Infinitas opções. Agora pense em quantas janelas serviriam como plano de fundo dessa mesma história em 2020, apenas com um contexto diferente. E o que afetaria o filme em ter outra janela como fonte de sua perspectiva principal?

Poderia ser arriscado dizer que seria uma narrativa completamente diferente, muito provavelmente. Por se tratar do ponto de vista de um outro indivíduo, não seria um suspense, mas sim um filme de terror, como tem se mostrado para muitos a situação mundial no ano passado e começo desse ano, ou até poderia ser um drama/thriller psicológico com a esperança de um final feliz, já que a leitura do que acontece à nossa volta é um fator extremamente pessoal, sem nunca anular os fatos.

A valorização do cotidiano acontece lado a lado com a possibilidade de toda a história ser mera criação da cabeça de Jeff, o que nos gera dúvidas a respeito da veracidade dos acontecimentos que são observados.

Assim, o confinamento nos coloca como voyeurs, e Hitchcock mostra o preço de espionar a vida alheia e tirar conclusões precipitadas, utilizando de uma crescente tensão na narrativa. Como é mostrado na cena mais tensa do filme, onde o protagonista é confrontado por Lars Thorwald, o suspeito de assassinar a própria esposa. Jeff luta por medo e um instinto de sobrevivência, usando os recursos que tem, sendo o flash de sua câmera grande aliado nesse momento para atrasar os movimentos do suposto "assassino" e evitar uma tragédia.

Isso faz lembrar sem dúvidas da situação que o mundo tem enfrentado com a pandemia. O elemento por trás do grande conflito em "A Janela Indiscreta" é a solidão, o confinamento, o voyeurismo, as conclusões precipitadas e, por fim, a enorme vontade do nosso protagonista de retornar à normalidade. E acredito que, com isso, todos podem se identificar.

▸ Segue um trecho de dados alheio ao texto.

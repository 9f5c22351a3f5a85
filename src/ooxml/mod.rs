//! OOXML (Office Open XML) plumbing for Word documents (.docx)
//!
//! This module opens the OPC package, exposes the WordprocessingML parts
//! the fill engine rewrites (main document, styles, numbering, headers and
//! footers) as mutable XML trees, and writes them back.
//!
//! # Example
//!
//! ```rust,no_run
//! use docx_templater::ooxml::{OpcPackage, WordDocument};
//!
//! fn main() -> Result<(), Box<dyn std::error::Error>> {
//!     let file_data = std::fs::read("template.docx")?;
//!     let document = WordDocument::parse(OpcPackage::new(&file_data)?)?;
//!     println!("headers: {}", document.headers.len());
//!     Ok(())
//! }
//! ```

mod document;
mod error;
pub mod names;
mod opc;
mod types;
mod xml;

pub use document::{ImageStore, WordDocument};
pub use error::OoxmlError;
pub use opc::{ImagePartSink, ImageParts, OpcPackage};
pub use types::{ContentType, PackagePart, Relationship, RelationshipType};
pub use xml::{NodeId, XmlAttribute, XmlDocument};

#[cfg(test)]
pub(crate) use opc::tests::{build_package, CONTENT_TYPES, ROOT_RELS};
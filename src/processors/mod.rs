//! Fill processors, one per content kind, and the orchestrator that
//! dispatches to them

mod content;
mod context;
mod field;
mod image;
mod list;
mod single;
mod table;

pub use content::ContentProcessor;
pub use context::ProcessContext;
pub use field::FieldProcessor;
pub use image::ImageProcessor;
pub use list::ListProcessor;
pub use single::SingleProcessor;
pub use table::TableProcessor;

use crate::content::ContentItem;
use crate::control;
use crate::ooxml::names::w;
use crate::ooxml::{NodeId, XmlDocument};
use crate::result::ProcessResult;

/// Fills the items of one kind into a matched control.
///
/// `control` is `None` when no control carries the items' name; the
/// processor then reports its own items as not found. Items of other kinds
/// are ignored.
pub trait Processor {
    fn fill_content(
        &self,
        doc: &mut XmlDocument,
        ctx: &mut ProcessContext<'_>,
        control: Option<NodeId>,
        items: &[&ContentItem],
    ) -> ProcessResult;
}

/// Unwrap `control` in removal mode once something was filled into it
fn finish_control(doc: &mut XmlDocument, ctx: &ProcessContext<'_>, control: Option<NodeId>, result: &ProcessResult) {
    if let Some(control) = control {
        if ctx.remove_content_controls() && result.has_handled() {
            control::remove_control(doc, control);
        }
    }
}

/// Index range (inclusive) of the elements that hold a control named after
/// one of `names`. Everything between the first and the last hit belongs
/// to the template.
fn template_range(doc: &XmlDocument, elements: &[NodeId], names: &[String]) -> Option<(usize, usize)> {
    let holds_field = |element: NodeId| {
        doc.descendants_and_self_named(element, w::SDT)
            .into_iter()
            .any(|sdt| control::tag_of(doc, sdt).map_or(false, |tag| names.iter().any(|name| name == tag)))
    };
    let first = elements.iter().position(|&element| holds_field(element))?;
    let last = elements.iter().rposition(|&element| holds_field(element))?;
    Some((first, last))
}

/// Deep-clone `template` into a detached wrapper element
fn clone_into_wrapper(doc: &mut XmlDocument, wrapper_name: &str, template: &[NodeId]) -> NodeId {
    let wrapper = doc.create_element(wrapper_name);
    for &element in template {
        let copy = doc.deep_clone(element);
        doc.append_child(wrapper, copy);
    }
    wrapper
}

/// Children of a wrapper, detached from it
fn take_children(doc: &mut XmlDocument, wrapper: NodeId) -> Vec<NodeId> {
    let children = doc.children(wrapper).to_vec();
    for &child in &children {
        doc.detach(child);
    }
    children
}
//! Filling a whole Word document: body, headers and footers

use std::collections::BTreeMap;
use std::path::Path;

use log::{debug, warn};

use crate::content::Content;
use crate::ooxml::names::w;
use crate::ooxml::{ImageStore, NodeId, OoxmlError, OpcPackage, WordDocument, XmlDocument};
use crate::options::FillOptions;
use crate::processors::{ContentProcessor, ProcessContext};
use crate::result::{FillError, ProcessResult};

/// Fills the content controls of a Word document.
///
/// ```rust,no_run
/// use docx_templater::{Content, FieldContent, TemplateProcessor};
///
/// fn main() -> Result<(), Box<dyn std::error::Error>> {
///     let mut processor = TemplateProcessor::open("template.docx")?;
///     processor.set_remove_content_controls(true);
///     let result = processor.fill_content(&Content::new(vec![FieldContent::new("Name", "Ann").into()]));
///     println!("{}", result.to_json()?);
///     processor.save_to_file("filled.docx")?;
///     Ok(())
/// }
/// ```
pub struct TemplateProcessor {
    document: WordDocument,
    options: FillOptions,
}

impl TemplateProcessor {
    /// Work on loose trees. New images are kept in memory.
    pub fn new(document: XmlDocument, styles: Option<XmlDocument>, numbering: Option<XmlDocument>) -> Self {
        TemplateProcessor {
            document: WordDocument::from_parts(document, styles, numbering),
            options: FillOptions::default(),
        }
    }

    /// Open a .docx held in memory
    pub fn from_bytes(data: &[u8]) -> Result<Self, OoxmlError> {
        let document = WordDocument::parse(OpcPackage::new(data)?)?;
        Ok(TemplateProcessor {
            document,
            options: FillOptions::default(),
        })
    }

    pub fn open(path: impl AsRef<Path>) -> Result<Self, OoxmlError> {
        let data = std::fs::read(path)?;
        Self::from_bytes(&data)
    }

    pub fn set_remove_content_controls(&mut self, remove: bool) -> &mut Self {
        self.options.remove_content_controls = remove;
        self
    }

    pub fn set_notice_about_errors(&mut self, notice: bool) -> &mut Self {
        self.options.notice_about_errors = notice;
        self
    }

    pub fn with_options(mut self, options: FillOptions) -> Self {
        self.options = options;
        self
    }

    pub fn options(&self) -> FillOptions {
        self.options
    }

    /// Fill `content` into the body, then every footer, then every header.
    ///
    /// Each part is filled independently; the results are merged. With
    /// `notice_about_errors` on, the errors are also written at the top of
    /// the body.
    pub fn fill_content(&mut self, content: &Content) -> ProcessResult {
        let items = content.all();
        let remove = self.options.remove_content_controls;
        let WordDocument {
            main_part_name,
            main,
            styles,
            numbering,
            headers,
            footers,
            images,
        } = &mut self.document;
        let styles = styles.as_ref().map(|(_, tree)| tree);

        let mut result = ProcessResult::not_handled();

        match main.child(main.root(), w::BODY) {
            Some(body) => {
                let mut ctx = ProcessContext::new(
                    main_part_name.as_str(),
                    numbering.as_mut().map(|(_, tree)| tree),
                    styles,
                    &mut *images,
                    remove,
                );
                result.merge(ContentProcessor::fill_content(main, &mut ctx, body, &items));
            }
            None => warn!("{} has no body", main_part_name),
        }

        let parts = footers
            .iter_mut()
            .map(|(name, tree)| (name, tree, w::FOOTER))
            .chain(headers.iter_mut().map(|(name, tree)| (name, tree, w::HEADER)));
        for (name, tree, expected_root) in parts {
            let scope = tree.root();
            if !tree.is(scope, expected_root) {
                warn!("{} does not start with {}", name, expected_root);
            }
            let mut ctx = ProcessContext::new(
                name.as_str(),
                numbering.as_mut().map(|(_, tree)| tree),
                styles,
                &mut *images,
                remove,
            );
            result.merge(ContentProcessor::fill_content(tree, &mut ctx, scope, &items));
        }

        debug!(
            "fill finished: {} handled, {} error(s)",
            result.handled().len(),
            result.errors().len()
        );

        if self.options.notice_about_errors && !result.success() {
            add_errors(main, result.errors());
        }
        result
    }

    pub fn document(&self) -> &XmlDocument {
        &self.document.main
    }

    pub fn styles(&self) -> Option<&XmlDocument> {
        self.document.styles.as_ref().map(|(_, tree)| tree)
    }

    pub fn numbering(&self) -> Option<&XmlDocument> {
        self.document.numbering.as_ref().map(|(_, tree)| tree)
    }

    pub fn headers(&self) -> &BTreeMap<String, XmlDocument> {
        &self.document.headers
    }

    pub fn footers(&self) -> &BTreeMap<String, XmlDocument> {
        &self.document.footers
    }

    pub fn images(&self) -> &ImageStore {
        &self.document.images
    }

    /// Serialize the filled document as .docx bytes
    pub fn save_changes(&mut self) -> Result<Vec<u8>, OoxmlError> {
        self.document.save_changes()
    }

    pub fn save_to_file(&mut self, path: impl AsRef<Path>) -> Result<(), OoxmlError> {
        let data = self.save_changes()?;
        std::fs::write(path, data)?;
        Ok(())
    }
}

/// Prepend one red-on-yellow paragraph per error to the body
fn add_errors(main: &mut XmlDocument, errors: &[FillError]) {
    let Some(body) = main.child(main.root(), w::BODY) else {
        return;
    };
    for (index, error) in errors.iter().enumerate() {
        let paragraph = error_paragraph(main, &error.to_string());
        main.insert_child(body, index, paragraph);
    }
}

fn error_paragraph(doc: &mut XmlDocument, message: &str) -> NodeId {
    let properties = doc.create_element(w::R_PR);
    for (name, value) in [(w::COLOR, "red"), (w::SZ, "28"), (w::SZ_CS, "28"), (w::HIGHLIGHT, "yellow")] {
        let property = doc.create_element_with(name, &[(w::VAL, value)]);
        doc.append_child(properties, property);
    }

    let text = doc.create_element(w::T);
    doc.set_text(text, message);

    let run = doc.create_element(w::R);
    doc.append_child(run, properties);
    doc.append_child(run, text);

    let paragraph = doc.create_element(w::P);
    doc.append_child(paragraph, run);
    paragraph
}
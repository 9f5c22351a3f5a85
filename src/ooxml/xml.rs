//! Mutable XML tree for WordprocessingML parts
//!
//! Parts are parsed with `quick-xml` into an arena of nodes addressed by
//! [`NodeId`]. Qualified names are kept verbatim (`w:p`, `a:blip`), so
//! lookups compare prefixed names the way they are written in the part.
//! Detached nodes stay in the arena and can be re-inserted anywhere in the
//! same document.

use std::collections::HashSet;

use log::warn;
use quick_xml::events::{BytesDecl, BytesEnd, BytesStart, BytesText, Event};
use quick_xml::{Reader, Writer};

use super::error::OoxmlError;

/// Handle to a node inside one [`XmlDocument`].
#[derive(Debug, Clone, Copy, PartialEq, Eq, Hash, PartialOrd, Ord)]
pub struct NodeId(usize);

/// An attribute as written in the source (`w:val="1"`)
#[derive(Debug, Clone, PartialEq, Eq)]
pub struct XmlAttribute {
    pub name: String,
    pub value: String,
}

#[derive(Debug, Clone)]
enum NodeKind {
    Element {
        name: String,
        attributes: Vec<XmlAttribute>,
    },
    Text(String),
    Comment(String),
}

#[derive(Debug, Clone)]
struct Node {
    kind: NodeKind,
    parent: Option<NodeId>,
    children: Vec<NodeId>,
}

#[derive(Debug, Clone, PartialEq, Eq)]
struct XmlDeclaration {
    version: String,
    encoding: Option<String>,
    standalone: Option<String>,
}

/// Arena-backed XML document
#[derive(Debug, Clone)]
pub struct XmlDocument {
    nodes: Vec<Node>,
    root: NodeId,
    declaration: Option<XmlDeclaration>,
}
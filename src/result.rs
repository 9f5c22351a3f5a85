//! Outcome of a fill: handled items and non-fatal errors

use log::debug;
use serde::Serialize;
use thiserror::Error;

use crate::content::{ContentItem, ContentKind};
use crate::ooxml::OoxmlError;

/// A problem found while filling. Never aborts the fill.
#[derive(Debug, Clone, PartialEq, Eq, Hash, Error)]
pub enum FillError {
    /// No control carries the item's name in the current scope
    #[error("{kind} Content Control '{name}' not found.")]
    ControlNotFound { kind: ContentKind, name: String },

    /// The control was found but its structure does not fit the item
    #[error("{kind} Content Control '{name}' {message}.")]
    CustomItem {
        kind: ContentKind,
        name: String,
        message: String,
    },

    #[error("{0}")]
    Custom(String),
}

impl FillError {
    pub fn not_found(item: &ContentItem) -> Self {
        FillError::ControlNotFound {
            kind: item.kind(),
            name: item.name().to_string(),
        }
    }

    pub fn custom_item(item: &ContentItem, message: impl Into<String>) -> Self {
        FillError::CustomItem {
            kind: item.kind(),
            name: item.name().to_string(),
            message: message.into(),
        }
    }

    pub fn message(&self) -> String {
        self.to_string()
    }
}

/// An item a processor consumed
#[derive(Debug, Clone, PartialEq, Eq, Hash, Serialize)]
pub struct HandledItem {
    pub kind: ContentKind,
    pub name: String,
}

impl From<&ContentItem> for HandledItem {
    fn from(item: &ContentItem) -> Self {
        HandledItem {
            kind: item.kind(),
            name: item.name().to_string(),
        }
    }
}

/// Accumulated outcome of one or more fill passes
#[derive(Debug, Clone, Default, PartialEq)]
pub struct ProcessResult {
    handled: Vec<HandledItem>,
    errors: Vec<FillError>,
}

#[derive(Serialize)]
struct Report<'a> {
    success: bool,
    handled: &'a [HandledItem],
    errors: Vec<String>,
}

impl ProcessResult {
    /// Nothing handled, no errors
    pub fn not_handled() -> Self {
        ProcessResult::default()
    }

    pub fn add_error(&mut self, error: FillError) {
        if !self.errors.contains(&error) {
            debug!("fill error: {}", error);
            self.errors.push(error);
        }
    }

    pub fn add_item_to_handled(&mut self, item: &ContentItem) {
        let handled = HandledItem::from(item);
        if !self.handled.contains(&handled) {
            self.handled.push(handled);
        }
    }

    /// Fold another result into this one, keeping both de-duplicated
    pub fn merge(&mut self, other: ProcessResult) {
        for item in other.handled {
            if !self.handled.contains(&item) {
                self.handled.push(item);
            }
        }
        for error in other.errors {
            self.add_error(error);
        }
    }

    /// True when no error was recorded
    pub fn success(&self) -> bool {
        self.errors.is_empty()
    }

    pub fn handled(&self) -> &[HandledItem] {
        &self.handled
    }

    pub fn has_handled(&self) -> bool {
        !self.handled.is_empty()
    }

    pub fn is_handled(&self, name: &str) -> bool {
        self.handled.iter().any(|item| item.name == name)
    }

    pub fn errors(&self) -> &[FillError] {
        &self.errors
    }

    /// JSON report with handled items and error messages
    pub fn to_json(&self) -> Result<String, OoxmlError> {
        let report = Report {
            success: self.success(),
            handled: &self.handled,
            errors: self.errors.iter().map(FillError::message).collect(),
        };
        serde_json::to_string(&report).map_err(|e| OoxmlError::ParseError(e.to_string()))
    }
}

Sendo assim, um filme de 1954, considerado um clássico eterno do cinema, mostra-se mais atual do que se pode prever, relatando uma situação na qual grande parte da população hoje pode se reconhecer.

Seu fim é tão incerto quanto a realidade. Como Thorwald pode retornar para "acertar as contas", a pandemia também deixará sequelas irreparáveis em todos que sobreviverem a ela.

Lembrando que Jeff quase não passou vivo pelo perigoso teste da solidão, do confinamento, das poucas visitas e do fato de ser privado daquilo que mais amava fazer, assim como sua imaginação também não ajudou.

Dessa forma, a junção de cada elemento da narrativa e cenário do filme "A Janela Indiscreta", de Alfred Hitchcock, é feita com muita cautela e pode ajudar a tirar conclusões gerais e pessoais a respeito da história, o que é, sobretudo, a beleza desse filme e mais uma semelhança com o cenário atual.